Open WebUI Insecure Direct Object Reference Vulnerability Allowing Unauthorized Access to Private Memories and Files

An insecure direct object reference vulnerability has been identified in Open WebUI versions prior to 0.8.6. This vulnerability allows any authenticated user to access private memories and files of other users, including administrators. The issue arises from a lack of proper authorization checks in the collection querying API, which enables users to exploit predictable collection name patterns to retrieve sensitive information.

Impact

Exploitation of this vulnerability leads to unauthorized access to private documents and memories of other users, including admins. This includes full content and metadata of files, as well as personal memories used for AI personalization, directly contradicting the application's documentation.

Reproduction

To reproduce this vulnerability, first register two users: an admin and an attacker. As the admin, upload a PDF document and enable the Memory feature, adding some personal memories.
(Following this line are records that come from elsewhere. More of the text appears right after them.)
//! Sync reconciler: given a local and a remote snapshot scoped to a
//! job's target, compute the per-mode action set. Resolution is a pure
//! function of the two snapshots and the configured mode — there is no
//! multi-device conflict model here, just the single-pair rename-then-
//! download / delete-then-upload rules the distilled spec calls for.

use rdrive_core::types::{EntryKind, LocalEntry, RemoteEntry, SyncMode};
use std::collections::HashMap;

/// One reconciliation action. `Upload`/`Download` name the source-of-truth
/// side; `Delete`/`Rename` operate on the remote entry directly.
#[derive(Debug, Clone, PartialEq)]
pub enum Action {
    /// Upload `local` to replace or create the remote entry at `key`.
    Upload { key: String, local: LocalEntry },
    /// Download `remote` into the local root matching `local_root_key`.
    Download {
        remote: RemoteEntry,
        local_root_key: String,
    },
    /// Delete a remote entry no longer present locally (Mirror only).
    Delete { remote: RemoteEntry },
    /// Rename a remote entry prior to a TwoWaySync download-side conflict,
    /// so the existing remote content is preserved under a new name.
    Rename { remote: RemoteEntry, new_name: String },
}

/// Computes the action set for `mode` given the local and remote snapshots,
/// both already scoped to the same logical key space.
///
/// `source_roots` lists the logical root prefixes configured as job
/// sources, used by TwoWaySync to pick which local root a remote-only file
/// should land under.
pub fn plan(
    mode: SyncMode,
    local: &[LocalEntry],
    remote: &[RemoteEntry],
    source_roots: &[String],
) -> Vec<Action> {
    match mode {
        SyncMode::Mirror => plan_mirror(local, remote),
        SyncMode::Redundancy => plan_redundancy(local, remote),
        SyncMode::TwoWaySync => plan_two_way(local, remote, source_roots),
    }
}

fn by_key<'a, T>(items: &'a [T], key_of: impl Fn(&'a T) -> &'a str) -> HashMap<&'a str, &'a T> {
    items.iter().map(|item| (key_of(item), item)).collect()
}

fn plan_mirror(local: &[LocalEntry], remote: &[RemoteEntry]) -> Vec<Action> {
    let local_by_key = by_key(local, |e| e.key.as_str());
    let remote_by_key = by_key(remote, |e| e.key.as_str());
    let mut actions = Vec::new();

    for entry in local {
        if !entry.is_file {
            continue;
        }
        match remote_by_key.get(entry.key.as_str()) {
            Some(r) if r.content_hash == entry.sha1 => {}
            _ => actions.push(Action::Upload {
                key: entry.key.clone(),
                local: entry.clone(),
            }),
        }
    }

    // Ancestor folder keys of every surviving local file: the walker never
    // emits folder `LocalEntry` records of its own, so a remote folder that
    // still holds synced content has to be recognized by prefix rather than
    // by a direct `local_by_key` lookup, or it would be wrongly deleted
    // along with its (still-synced) subtree.
    let kept_folders: std::collections::HashSet<String> = local
        .iter()
        .filter(|e| e.is_file)
        .flat_map(|e| ancestor_keys(&e.key))
        .collect();

    // Parent-first deletion order: folders sorted shallowest-first so a
    // parent delete implicitly evicts its subtree from the in-memory index
    // before children would otherwise be visited.
    let mut to_delete: Vec<&RemoteEntry> = remote
        .iter()
        .filter(|r| !local_by_key.contains_key(r.key.as_str()))
        .filter(|r| r.kind != EntryKind::Folder || !kept_folders.contains(r.key.as_str()))
        .collect();
    to_delete.sort_by(|a, b| depth(&a.key).cmp(&depth(&b.key)).then(a.key.cmp(&b.key)));
    for r in to_delete {
        actions.push(Action::Delete { remote: r.clone() });
    }

    actions
}

/// All proper ancestor folder keys of `key`, e.g. `"src/sub/x.txt"` ->
/// `["src/sub", "src"]`.
fn ancestor_keys(key: &str) -> Vec<String> {
    let mut out = Vec::new();
    let mut rest = key;
    while let Some((parent, _)) = rest.rsplit_once('/') {
        out.push(parent.to_string());
        rest = parent;
    }
    out
}

fn plan_redundancy(local: &[LocalEntry], remote: &[RemoteEntry]) -> Vec<Action> {
    let remote_by_key = by_key(remote, |e| e.key.as_str());
    local
        .iter()
        .filter(|e| e.is_file)
        .filter(|e| match remote_by_key.get(e.key.as_str()) {
            Some(r) => r.content_hash != e.sha1,
            None => true,
        })
        .map(|e| Action::Upload {
            key: e.key.clone(),
            local: e.clone(),
        })
        .collect()
}

fn plan_two_way(local: &[LocalEntry], remote: &[RemoteEntry], source_roots: &[String]) -> Vec<Action> {
    let local_by_key = by_key(local, |e| e.key.as_str());
    let remote_by_key = by_key(remote, |e| e.key.as_str());
    let mut actions = Vec::new();

    for entry in local.iter().filter(|e| e.is_file) {
        match remote_by_key.get(entry.key.as_str()) {
            None => actions.push(Action::Upload {
                key: entry.key.clone(),
                local: entry.clone(),
            }),
            Some(r) if r.content_hash != entry.sha1 => {
                let (new_name, rename_target) = resolve_conflict_name(entry, r, &local_by_key, &remote_by_key);
                actions.push(Action::Rename {
                    remote: r.clone().with_name(rename_target),
                    new_name,
                });
                actions.push(Action::Download {
                    remote: (*r).clone(),
                    local_root_key: matching_source_root(&entry.key, source_roots),
                });
            }
            Some(_) => {}
        }
    }

    for entry in remote.iter().filter(|r| r.kind == EntryKind::File) {
        if !local_by_key.contains_key(entry.key.as_str()) {
            actions.push(Action::Download {
                remote: entry.clone(),
                local_root_key: matching_source_root(&entry.key, source_roots),
            });
        }
    }

    actions
}

/// Resolves a TwoWaySync content conflict: the *remote* entry is renamed to
/// `"<stem> - copy[ (n)]<ext>"`, probing `n` upward until the candidate
/// collides with neither side, and the unchanged remote content is then
/// downloaded under its original name.
fn resolve_conflict_name(
    local: &LocalEntry,
    remote: &RemoteEntry,
    local_by_key: &HashMap<&str, &LocalEntry>,
    remote_by_key: &HashMap<&str, &RemoteEntry>,
) -> (String, String) {
    let (stem, ext) = split_stem_ext(&remote.name);
    let parent_key = parent_of(&remote.key);

    let mut n = 0u32;
    loop {
        let candidate_name = if n == 0 {
            format!("{stem} - copy{ext}")
        } else {
            format!("{stem} - copy ({n}){ext}")
        };
        let candidate_key = join_key(&parent_key, &candidate_name);
        let collides = local_by_key.contains_key(candidate_key.as_str())
            || remote_by_key.contains_key(candidate_key.as_str());
        if !collides {
            let _ = local;
            return (candidate_name, candidate_key);
        }
        n += 1;
    }
}

fn split_stem_ext(name: &str) -> (&str, String) {
    match name.rsplit_once('.') {
        Some((stem, ext)) if !stem.is_empty() => (stem, format!(".{ext}")),
        _ => (name, String::new()),
    }
}

fn parent_of(key: &str) -> String {
    key.rsplit_once('/').map(|(p, _)| p.to_string()).unwrap_or_default()
}

fn join_key(parent: &str, name: &str) -> String {
    if parent.is_empty() {
        name.to_string()
    } else {
        format!("{parent}/{name}")
    }
}

fn matching_source_root(key: &str, source_roots: &[String]) -> String {
    source_roots
        .iter()
        .find(|root| key == root.as_str() || key.starts_with(&format!("{root}/")))
        .cloned()
        .unwrap_or_else(|| source_roots.first().cloned().unwrap_or_default())
}

fn depth(key: &str) -> usize {
    key.matches('/').count()
}

trait WithName {
    fn with_name(self, new_key: String) -> Self;
}

impl WithName for RemoteEntry {
    fn with_name(mut self, new_key: String) -> Self {
        self.key = new_key;
        self
    }
}

#[cfg(test)]
mod tests {
    use super::*;
    use std::time::SystemTime;

    fn local(key: &str, sha1: &str) -> LocalEntry {
        LocalEntry {
            key: key.to_string(),
            full_path: key.into(),
            is_file: true,
            size: 2,
            creation_time: SystemTime::UNIX_EPOCH,
            last_write_time: SystemTime::UNIX_EPOCH,
            is_hidden: false,
            is_read_only: false,
            hash: Vec::new(),
            sha1: sha1.to_string(),
        }
    }

    fn remote(key: &str, name: &str, sha1: &str, kind: EntryKind) -> RemoteEntry {
        RemoteEntry {
            file_id: format!("id-{key}"),
            parent_file_id: "root".into(),
            name: name.to_string(),
            kind,
            size: 2,
            content_hash: sha1.to_string(),
            created_at: SystemTime::UNIX_EPOCH,
            updated_at: SystemTime::UNIX_EPOCH,
            key: key.to_string(),
        }
    }

    #[test]
    fn mirror_uploads_new_and_changed_skips_identical() {
        let locals = vec![
            local("src/a.txt", "hash-a"),
            local("src/b.txt", "hash-b-new"),
            local("src/c.txt", "hash-c"),
        ];
        let remotes = vec![
            remote("src/b.txt", "b.txt", "hash-b-old", EntryKind::File),
            remote("src/c.txt", "c.txt", "hash-c", EntryKind::File),
        ];
        let actions = plan(SyncMode::Mirror, &locals, &remotes, &["src".into()]);
        assert_eq!(actions.len(), 2);
        assert!(actions.iter().any(|a| matches!(a, Action::Upload{key,..} if key=="src/a.txt")));
        assert!(actions.iter().any(|a| matches!(a, Action::Upload{key,..} if key=="src/b.txt")));
    }

    #[test]
    fn mirror_deletes_absent_remote_entries_parent_first() {
        let locals = vec![local("src/keep.txt", "hash-keep")];
        let remotes = vec![
            remote("src/keep.txt", "keep.txt", "hash-keep", EntryKind::File),
            remote("src/old/nested.txt", "nested.txt", "h", EntryKind::File),
            remote("src/old", "old", "", EntryKind::Folder),
        ];
        let actions = plan(SyncMode::Mirror, &locals, &remotes, &["src".into()]);
        let deletes: Vec<&str> = actions
            .iter()
            .filter_map(|a| match a {
                Action::Delete { remote } => Some(remote.key.as_str()),
                _ => None,
            })
            .collect();
        assert_eq!(deletes, vec!["src/old", "src/old/nested.txt"]);
    }

    #[test]
    fn mirror_keeps_remote_folders_that_still_hold_synced_files() {
        let locals = vec![local("src/sub/x.txt", "hash-x")];
        let remotes = vec![
            remote("src", "src", "", EntryKind::Folder),
            remote("src/sub", "sub", "", EntryKind::Folder),
            remote("src/sub/x.txt", "x.txt", "hash-x", EntryKind::File),
        ];
        let actions = plan(SyncMode::Mirror, &locals, &remotes, &["src".into()]);
        assert!(actions.is_empty(), "steady-state mirror run must not delete ancestor folders: {actions:?}");
    }

    #[test]
    fn redundancy_never_deletes() {
        let locals = vec![local("src/a.txt", "hash-a")];
        let remotes = vec![remote("src/stale.txt", "stale.txt", "h", EntryKind::File)];
        let actions = plan(SyncMode::Redundancy, &locals, &remotes, &["src".into()]);
        assert!(!actions.iter().any(|a| matches!(a, Action::Delete { .. })));
        assert_eq!(actions.len(), 1);
    }

    #[test]
    fn two_way_downloads_remote_only_file_into_matching_source_root() {
        let locals = vec![local("src/a.txt", "hash-a")];
        let remotes = vec![
            remote("src/a.txt", "a.txt", "hash-a", EntryKind::File),
            remote("src/new.txt", "new.txt", "hash-new", EntryKind::File),
        ];
        let actions = plan(SyncMode::TwoWaySync, &locals, &remotes, &["src".into()]);
        assert_eq!(actions.len(), 1);
        assert!(matches!(&actions[0], Action::Download { remote, local_root_key }
            if remote.key == "src/new.txt" && local_root_key == "src"));
    }

    #[test]
    fn two_way_conflict_renames_remote_then_downloads_under_original_name() {
        let locals = vec![local("src/doc.txt", "hash-local")];
        let remotes = vec![remote("src/doc.txt", "doc.txt", "hash-remote", EntryKind::File)];
        let actions = plan(SyncMode::TwoWaySync, &locals, &remotes, &["src".into()]);
        assert_eq!(actions.len(), 2);
        assert!(matches!(&actions[0], Action::Rename { new_name, .. } if new_name == "doc - copy.txt"));
        assert!(matches!(&actions[1], Action::Download { remote, .. } if remote.key == "src/doc.txt"));
    }

    #[test]
    fn two_way_conflict_probes_copy_number_on_collision() {
        let locals = vec![
            local("src/doc.txt", "hash-local"),
            local("src/doc - copy.txt", "existing"),
        ];
        let remotes = vec![remote("src/doc.txt", "doc.txt", "hash-remote", EntryKind::File)];
        let actions = plan(SyncMode::TwoWaySync, &locals, &remotes, &["src".into()]);
        assert!(matches!(&actions[0], Action::Rename { new_name, .. } if new_name == "doc - copy (1).txt"));
    }
}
Then, as the attacker, use the API to search for users and obtain the admin's UUID. With this information, query the admin's private memory collection or files using the vulnerable API endpoint, successfully retrieving the sensitive data.

Remediation

The vulnerability can be addressed by adding ownership validation in the collection querying handler to ensure users can only access their own memories and files. Additionally, the user search API should be restricted to admin-only access or limited to non-privileged fields.